= Assignment =
Please show every line in the entries below that includes the word "crypto".

(Collected data entries)
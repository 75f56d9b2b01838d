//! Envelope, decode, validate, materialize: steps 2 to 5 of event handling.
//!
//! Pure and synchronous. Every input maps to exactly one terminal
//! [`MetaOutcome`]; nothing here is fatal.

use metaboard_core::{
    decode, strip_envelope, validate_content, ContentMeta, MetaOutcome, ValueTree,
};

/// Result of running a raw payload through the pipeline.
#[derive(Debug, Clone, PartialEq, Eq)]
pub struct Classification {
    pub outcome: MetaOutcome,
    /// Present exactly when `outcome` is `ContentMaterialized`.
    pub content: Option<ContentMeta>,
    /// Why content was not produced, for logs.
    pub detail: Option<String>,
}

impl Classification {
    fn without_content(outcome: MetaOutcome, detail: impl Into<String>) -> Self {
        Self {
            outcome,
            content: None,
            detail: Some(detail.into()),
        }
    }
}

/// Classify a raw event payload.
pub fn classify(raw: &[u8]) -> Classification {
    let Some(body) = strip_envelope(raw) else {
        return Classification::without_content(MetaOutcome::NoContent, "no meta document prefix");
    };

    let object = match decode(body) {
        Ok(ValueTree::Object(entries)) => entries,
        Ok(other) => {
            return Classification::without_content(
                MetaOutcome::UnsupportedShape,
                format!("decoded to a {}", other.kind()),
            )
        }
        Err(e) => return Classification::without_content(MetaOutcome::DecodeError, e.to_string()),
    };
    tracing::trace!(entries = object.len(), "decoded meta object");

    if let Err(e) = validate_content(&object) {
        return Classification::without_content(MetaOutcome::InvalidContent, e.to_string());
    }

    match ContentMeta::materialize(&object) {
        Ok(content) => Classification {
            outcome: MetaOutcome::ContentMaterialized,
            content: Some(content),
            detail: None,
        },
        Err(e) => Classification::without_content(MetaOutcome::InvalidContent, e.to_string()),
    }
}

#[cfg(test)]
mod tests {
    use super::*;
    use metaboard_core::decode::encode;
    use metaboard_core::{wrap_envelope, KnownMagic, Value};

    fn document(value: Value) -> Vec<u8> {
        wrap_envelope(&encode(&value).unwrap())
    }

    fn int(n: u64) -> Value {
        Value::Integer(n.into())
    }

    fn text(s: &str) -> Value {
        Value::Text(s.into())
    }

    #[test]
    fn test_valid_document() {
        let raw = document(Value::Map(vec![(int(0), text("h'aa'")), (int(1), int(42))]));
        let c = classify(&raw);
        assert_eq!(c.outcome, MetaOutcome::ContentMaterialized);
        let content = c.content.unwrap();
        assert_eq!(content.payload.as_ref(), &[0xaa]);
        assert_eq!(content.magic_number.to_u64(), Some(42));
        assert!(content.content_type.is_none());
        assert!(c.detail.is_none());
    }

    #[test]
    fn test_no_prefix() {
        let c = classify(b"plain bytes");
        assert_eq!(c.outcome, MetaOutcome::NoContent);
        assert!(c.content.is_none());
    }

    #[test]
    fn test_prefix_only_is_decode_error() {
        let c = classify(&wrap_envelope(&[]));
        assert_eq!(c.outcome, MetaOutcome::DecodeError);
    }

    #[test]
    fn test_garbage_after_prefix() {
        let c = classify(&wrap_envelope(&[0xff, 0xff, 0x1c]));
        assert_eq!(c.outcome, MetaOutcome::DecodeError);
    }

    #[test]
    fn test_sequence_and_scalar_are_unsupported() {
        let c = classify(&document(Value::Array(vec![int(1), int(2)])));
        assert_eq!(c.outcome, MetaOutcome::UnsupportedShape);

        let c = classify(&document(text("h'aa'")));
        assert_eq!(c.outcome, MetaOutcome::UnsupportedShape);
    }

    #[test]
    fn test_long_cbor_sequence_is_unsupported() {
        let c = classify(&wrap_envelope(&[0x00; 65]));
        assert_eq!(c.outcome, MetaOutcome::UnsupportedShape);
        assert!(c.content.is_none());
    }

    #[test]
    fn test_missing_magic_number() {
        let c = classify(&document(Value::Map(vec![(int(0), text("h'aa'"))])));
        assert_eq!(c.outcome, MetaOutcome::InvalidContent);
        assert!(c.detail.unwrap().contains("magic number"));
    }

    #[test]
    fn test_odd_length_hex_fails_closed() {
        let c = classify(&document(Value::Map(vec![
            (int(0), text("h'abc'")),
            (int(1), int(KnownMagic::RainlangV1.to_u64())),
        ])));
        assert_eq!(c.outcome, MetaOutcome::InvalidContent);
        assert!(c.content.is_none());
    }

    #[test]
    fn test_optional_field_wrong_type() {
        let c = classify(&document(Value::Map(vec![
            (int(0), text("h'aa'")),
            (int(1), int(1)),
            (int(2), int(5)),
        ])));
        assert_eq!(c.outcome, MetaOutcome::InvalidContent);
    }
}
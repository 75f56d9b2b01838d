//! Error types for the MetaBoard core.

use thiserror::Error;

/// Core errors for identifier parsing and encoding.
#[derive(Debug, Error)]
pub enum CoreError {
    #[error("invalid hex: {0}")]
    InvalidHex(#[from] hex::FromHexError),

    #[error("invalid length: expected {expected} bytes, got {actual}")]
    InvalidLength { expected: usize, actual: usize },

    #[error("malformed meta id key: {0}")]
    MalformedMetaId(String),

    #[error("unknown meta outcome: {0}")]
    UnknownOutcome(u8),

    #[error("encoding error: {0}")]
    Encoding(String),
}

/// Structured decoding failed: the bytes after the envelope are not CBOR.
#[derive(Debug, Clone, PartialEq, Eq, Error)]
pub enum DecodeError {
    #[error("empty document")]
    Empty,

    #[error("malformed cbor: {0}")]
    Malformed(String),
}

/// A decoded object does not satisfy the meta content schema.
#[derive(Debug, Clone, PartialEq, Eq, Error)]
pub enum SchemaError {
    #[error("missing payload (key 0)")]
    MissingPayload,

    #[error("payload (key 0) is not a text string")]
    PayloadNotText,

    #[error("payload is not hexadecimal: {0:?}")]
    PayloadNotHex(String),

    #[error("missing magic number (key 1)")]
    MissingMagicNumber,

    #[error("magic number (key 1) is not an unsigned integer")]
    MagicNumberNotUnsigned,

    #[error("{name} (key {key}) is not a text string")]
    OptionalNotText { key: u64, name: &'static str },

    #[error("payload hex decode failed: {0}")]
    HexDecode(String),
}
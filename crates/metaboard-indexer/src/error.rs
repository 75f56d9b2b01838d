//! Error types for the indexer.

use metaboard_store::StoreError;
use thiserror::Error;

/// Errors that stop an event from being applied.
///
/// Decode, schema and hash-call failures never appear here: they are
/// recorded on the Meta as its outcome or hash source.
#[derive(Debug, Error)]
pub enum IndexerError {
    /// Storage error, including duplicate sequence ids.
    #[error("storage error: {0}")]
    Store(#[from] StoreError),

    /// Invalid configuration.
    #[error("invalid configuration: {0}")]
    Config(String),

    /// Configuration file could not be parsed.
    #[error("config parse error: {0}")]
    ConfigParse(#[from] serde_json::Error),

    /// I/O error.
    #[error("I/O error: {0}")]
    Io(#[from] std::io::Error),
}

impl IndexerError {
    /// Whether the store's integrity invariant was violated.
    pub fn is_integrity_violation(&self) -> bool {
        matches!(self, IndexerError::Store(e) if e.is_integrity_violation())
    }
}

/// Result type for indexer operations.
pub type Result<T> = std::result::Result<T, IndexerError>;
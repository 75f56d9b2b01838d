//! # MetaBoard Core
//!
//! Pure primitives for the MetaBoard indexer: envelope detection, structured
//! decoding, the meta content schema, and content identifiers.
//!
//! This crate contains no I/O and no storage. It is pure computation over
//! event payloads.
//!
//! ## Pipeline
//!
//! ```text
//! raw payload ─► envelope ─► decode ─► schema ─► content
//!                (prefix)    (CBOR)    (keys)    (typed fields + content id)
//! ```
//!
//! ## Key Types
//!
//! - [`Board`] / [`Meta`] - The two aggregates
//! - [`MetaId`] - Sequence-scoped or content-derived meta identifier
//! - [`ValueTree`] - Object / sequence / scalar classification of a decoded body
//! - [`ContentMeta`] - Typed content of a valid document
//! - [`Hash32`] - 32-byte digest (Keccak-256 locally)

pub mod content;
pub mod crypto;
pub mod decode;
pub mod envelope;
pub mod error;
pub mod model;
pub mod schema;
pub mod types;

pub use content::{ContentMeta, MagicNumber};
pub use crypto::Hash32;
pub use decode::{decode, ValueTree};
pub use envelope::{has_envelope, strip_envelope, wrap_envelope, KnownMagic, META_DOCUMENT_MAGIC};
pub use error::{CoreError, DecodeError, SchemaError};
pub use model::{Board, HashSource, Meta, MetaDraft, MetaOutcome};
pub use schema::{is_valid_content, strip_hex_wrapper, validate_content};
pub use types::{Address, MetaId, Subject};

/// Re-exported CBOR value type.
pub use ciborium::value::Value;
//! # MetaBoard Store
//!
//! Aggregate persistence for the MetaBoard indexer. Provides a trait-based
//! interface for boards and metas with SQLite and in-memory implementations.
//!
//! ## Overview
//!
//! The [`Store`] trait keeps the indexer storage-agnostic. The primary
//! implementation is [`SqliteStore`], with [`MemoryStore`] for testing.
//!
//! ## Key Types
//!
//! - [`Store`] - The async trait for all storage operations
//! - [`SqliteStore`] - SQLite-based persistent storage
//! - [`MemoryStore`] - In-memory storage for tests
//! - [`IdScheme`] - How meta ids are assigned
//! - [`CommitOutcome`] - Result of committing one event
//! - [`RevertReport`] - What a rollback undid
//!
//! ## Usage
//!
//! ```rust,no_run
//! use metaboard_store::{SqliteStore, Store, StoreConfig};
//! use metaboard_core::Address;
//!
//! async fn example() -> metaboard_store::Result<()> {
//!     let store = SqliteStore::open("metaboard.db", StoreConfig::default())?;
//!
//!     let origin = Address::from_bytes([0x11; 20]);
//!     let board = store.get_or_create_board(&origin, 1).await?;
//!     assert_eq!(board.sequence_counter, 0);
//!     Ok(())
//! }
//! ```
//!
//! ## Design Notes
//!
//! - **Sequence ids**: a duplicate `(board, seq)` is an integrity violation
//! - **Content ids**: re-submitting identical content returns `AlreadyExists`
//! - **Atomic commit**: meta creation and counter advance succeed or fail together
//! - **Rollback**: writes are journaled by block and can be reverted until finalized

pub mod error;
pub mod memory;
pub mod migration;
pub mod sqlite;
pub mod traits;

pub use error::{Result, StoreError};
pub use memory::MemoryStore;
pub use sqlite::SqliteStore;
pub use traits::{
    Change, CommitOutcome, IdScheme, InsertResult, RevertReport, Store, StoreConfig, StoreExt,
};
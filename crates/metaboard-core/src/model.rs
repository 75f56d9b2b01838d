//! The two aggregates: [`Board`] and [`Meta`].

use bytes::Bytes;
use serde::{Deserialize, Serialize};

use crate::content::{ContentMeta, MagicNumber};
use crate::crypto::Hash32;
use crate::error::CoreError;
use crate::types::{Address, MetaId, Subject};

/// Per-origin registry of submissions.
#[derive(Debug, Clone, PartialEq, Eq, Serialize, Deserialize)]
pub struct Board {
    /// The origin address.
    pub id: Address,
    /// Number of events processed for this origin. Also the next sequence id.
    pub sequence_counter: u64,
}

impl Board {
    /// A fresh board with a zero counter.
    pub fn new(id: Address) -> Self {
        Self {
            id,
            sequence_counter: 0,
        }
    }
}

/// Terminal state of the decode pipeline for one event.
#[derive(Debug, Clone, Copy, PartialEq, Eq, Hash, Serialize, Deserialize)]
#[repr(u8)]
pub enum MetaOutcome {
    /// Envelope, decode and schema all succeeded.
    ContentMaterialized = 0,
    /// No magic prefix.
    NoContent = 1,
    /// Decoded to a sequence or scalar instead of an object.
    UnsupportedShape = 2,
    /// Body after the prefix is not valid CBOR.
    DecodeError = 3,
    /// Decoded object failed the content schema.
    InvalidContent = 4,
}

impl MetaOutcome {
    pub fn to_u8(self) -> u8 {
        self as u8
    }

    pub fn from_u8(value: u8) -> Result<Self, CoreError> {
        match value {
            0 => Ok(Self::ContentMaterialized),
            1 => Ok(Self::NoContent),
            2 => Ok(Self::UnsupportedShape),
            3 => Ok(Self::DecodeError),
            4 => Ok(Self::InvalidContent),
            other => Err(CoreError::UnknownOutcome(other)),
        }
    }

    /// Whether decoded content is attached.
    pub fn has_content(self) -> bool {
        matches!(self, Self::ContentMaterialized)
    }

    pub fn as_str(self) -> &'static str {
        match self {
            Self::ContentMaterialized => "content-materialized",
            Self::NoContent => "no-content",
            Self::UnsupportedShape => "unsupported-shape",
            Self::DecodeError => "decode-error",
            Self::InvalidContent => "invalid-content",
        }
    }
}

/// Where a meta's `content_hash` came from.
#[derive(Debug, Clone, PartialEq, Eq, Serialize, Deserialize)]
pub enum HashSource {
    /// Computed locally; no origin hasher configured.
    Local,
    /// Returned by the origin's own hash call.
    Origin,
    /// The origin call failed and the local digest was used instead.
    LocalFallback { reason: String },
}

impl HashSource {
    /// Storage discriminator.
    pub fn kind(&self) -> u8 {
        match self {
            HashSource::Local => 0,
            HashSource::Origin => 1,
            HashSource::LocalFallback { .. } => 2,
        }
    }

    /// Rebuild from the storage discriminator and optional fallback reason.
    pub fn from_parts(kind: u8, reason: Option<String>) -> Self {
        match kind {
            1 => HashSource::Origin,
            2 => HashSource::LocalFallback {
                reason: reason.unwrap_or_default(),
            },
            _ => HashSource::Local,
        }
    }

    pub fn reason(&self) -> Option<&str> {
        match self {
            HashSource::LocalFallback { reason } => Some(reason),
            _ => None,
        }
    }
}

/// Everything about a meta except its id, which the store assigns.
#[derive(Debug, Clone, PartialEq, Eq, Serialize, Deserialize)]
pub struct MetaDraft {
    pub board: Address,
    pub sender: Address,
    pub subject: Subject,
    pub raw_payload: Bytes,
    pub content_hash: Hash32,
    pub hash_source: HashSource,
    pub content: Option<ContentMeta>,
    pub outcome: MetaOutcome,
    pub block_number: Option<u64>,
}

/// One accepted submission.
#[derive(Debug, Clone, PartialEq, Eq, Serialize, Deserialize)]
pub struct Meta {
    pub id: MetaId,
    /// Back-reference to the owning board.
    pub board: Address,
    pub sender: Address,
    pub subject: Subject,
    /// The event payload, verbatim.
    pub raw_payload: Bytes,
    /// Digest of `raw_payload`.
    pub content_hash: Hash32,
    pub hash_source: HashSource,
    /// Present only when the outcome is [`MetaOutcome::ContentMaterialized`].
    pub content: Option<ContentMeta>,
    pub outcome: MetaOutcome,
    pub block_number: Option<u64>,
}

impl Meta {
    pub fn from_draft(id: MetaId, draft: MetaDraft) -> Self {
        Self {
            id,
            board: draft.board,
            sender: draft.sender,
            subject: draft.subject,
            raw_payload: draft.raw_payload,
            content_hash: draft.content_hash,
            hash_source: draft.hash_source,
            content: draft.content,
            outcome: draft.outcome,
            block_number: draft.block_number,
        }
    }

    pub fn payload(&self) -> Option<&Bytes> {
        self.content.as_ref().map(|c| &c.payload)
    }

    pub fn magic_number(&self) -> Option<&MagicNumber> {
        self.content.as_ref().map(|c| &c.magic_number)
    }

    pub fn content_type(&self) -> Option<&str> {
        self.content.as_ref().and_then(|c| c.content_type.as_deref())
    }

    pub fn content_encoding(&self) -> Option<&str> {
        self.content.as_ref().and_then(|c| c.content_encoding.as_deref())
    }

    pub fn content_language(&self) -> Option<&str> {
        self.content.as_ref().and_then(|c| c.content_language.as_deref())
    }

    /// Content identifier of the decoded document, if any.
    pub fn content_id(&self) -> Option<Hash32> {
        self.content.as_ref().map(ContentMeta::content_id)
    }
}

= Response area =
pub mod crypto;
pub use crypto::Hash32;
use crate::crypto::Hash32;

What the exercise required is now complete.